11. I can't get HIV through tattoos or body piercing. If a tattoo parlor or piercing place doesn't sterilize its equipment properly, the virus could inadvertently be transmitted. Tools that cut the skin should be used only once and then either thrown away or sterilized, the CDC recommends, and a new needle should be used on each client. Before getting a tattoo or piercing, ask what steps the shop takes to prevent HIV and other infections, such as hepatitis B or C.

[See The CDC Wants Baby Boomers Tested for Hepatitis C: Now What?]

12. I'm too young to get HIV. Au contraire, young adults ages 13 to 24 account for more than a quarter of all new HIV infections, according to a CDC report published this month.

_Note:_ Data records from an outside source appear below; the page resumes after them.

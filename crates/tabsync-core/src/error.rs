use std::time::Duration;

use thiserror::Error;

use crate::domain::BillId;

/// Failure talking to the billing / KDS backend.
#[derive(Debug, Error)]
pub enum ApiError {
    #[error("request failed: {0}")]
    Transport(#[from] reqwest::Error),

    #[error("server returned {status}: {body}")]
    Status { status: u16, body: String },

    #[error("invalid response body: {0}")]
    Decode(#[from] serde_json::Error),

    #[error("request timed out after {0:?}")]
    Timeout(Duration),
}

impl ApiError {
    pub fn is_not_found(&self) -> bool {
        matches!(self, ApiError::Status { status: 404, .. })
    }
}

/// Why one queued task did not complete.
#[derive(Debug, Error)]
pub enum TaskError {
    #[error(transparent)]
    Api(#[from] ApiError),

    #[error("bill {0} has not been created on the server yet")]
    UnresolvedBill(BillId),
}

#[derive(Debug, Error)]
pub enum StoreError {
    #[error("task store io: {0}")]
    Io(#[from] std::io::Error),

    #[error("task store encode: {0}")]
    Json(#[from] serde_json::Error),
}

#[derive(Debug, Error)]
pub enum ConfigError {
    #[error("reading config: {0}")]
    Io(#[from] std::io::Error),

    #[error("parsing config: {0}")]
    Toml(#[from] toml::de::Error),
}

/// Failure of an optimistic edit.
#[derive(Debug, Error)]
pub enum EditError {
    #[error("bill {0} is not in the cache")]
    UnknownBill(BillId),

    #[error("bill {0} cannot be patched: {1}")]
    Patch(BillId, serde_json::Error),

    #[error(transparent)]
    Store(#[from] StoreError),

    #[error(transparent)]
    Api(#[from] ApiError),
}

About 60 percent of those infected either don't know it or aren't being treated, which means they may be transmitting the virus to others.

13. HIV isn't that serious anymore. Many people think that since it doesn't flash across the front pages as much it's no longer a big deal, says Hagen. "It absolutely is. It's still here, it's still serious, and we don't have a cure for it."

14. Eliminating AIDS is a futile mission. Yes, the outlook sometimes appears grim. But a recent report from the Joint United Nations Programme on HIV/AIDS (UNAIDS) shows a promising development: New HIV infections have dropped 50 percent across 25 countries, and worldwide, AIDS-related deaths fell by more than 25 percent between 2005 and 2011.